What needs to be done: Should a line below contain the word "static", report it.

Input data:

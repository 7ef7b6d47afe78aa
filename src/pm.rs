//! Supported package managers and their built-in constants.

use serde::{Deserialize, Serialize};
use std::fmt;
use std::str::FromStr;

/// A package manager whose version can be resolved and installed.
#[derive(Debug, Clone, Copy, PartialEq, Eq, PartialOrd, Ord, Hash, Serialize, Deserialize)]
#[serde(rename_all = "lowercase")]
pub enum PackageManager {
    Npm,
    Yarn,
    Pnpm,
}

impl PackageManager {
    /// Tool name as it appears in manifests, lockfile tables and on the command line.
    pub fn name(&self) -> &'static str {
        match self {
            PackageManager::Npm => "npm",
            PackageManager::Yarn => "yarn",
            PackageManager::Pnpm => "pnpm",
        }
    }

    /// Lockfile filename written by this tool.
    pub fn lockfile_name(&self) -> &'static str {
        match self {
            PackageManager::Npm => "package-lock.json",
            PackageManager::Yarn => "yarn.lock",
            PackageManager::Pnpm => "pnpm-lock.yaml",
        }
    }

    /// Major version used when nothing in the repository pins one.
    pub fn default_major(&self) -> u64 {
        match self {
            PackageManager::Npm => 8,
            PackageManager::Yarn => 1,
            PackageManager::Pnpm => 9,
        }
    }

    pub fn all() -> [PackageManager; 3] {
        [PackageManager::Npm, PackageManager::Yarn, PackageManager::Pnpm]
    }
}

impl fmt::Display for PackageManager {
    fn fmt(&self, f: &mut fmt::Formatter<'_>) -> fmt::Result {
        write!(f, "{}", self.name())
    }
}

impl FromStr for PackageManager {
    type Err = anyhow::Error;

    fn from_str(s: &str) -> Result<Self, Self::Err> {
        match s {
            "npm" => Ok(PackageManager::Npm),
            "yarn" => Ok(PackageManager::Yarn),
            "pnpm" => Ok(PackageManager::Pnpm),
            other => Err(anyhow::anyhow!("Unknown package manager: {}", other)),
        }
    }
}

Solution to this task:
    pub fn name(&self) -> &'static str {
    pub fn lockfile_name(&self) -> &'static str {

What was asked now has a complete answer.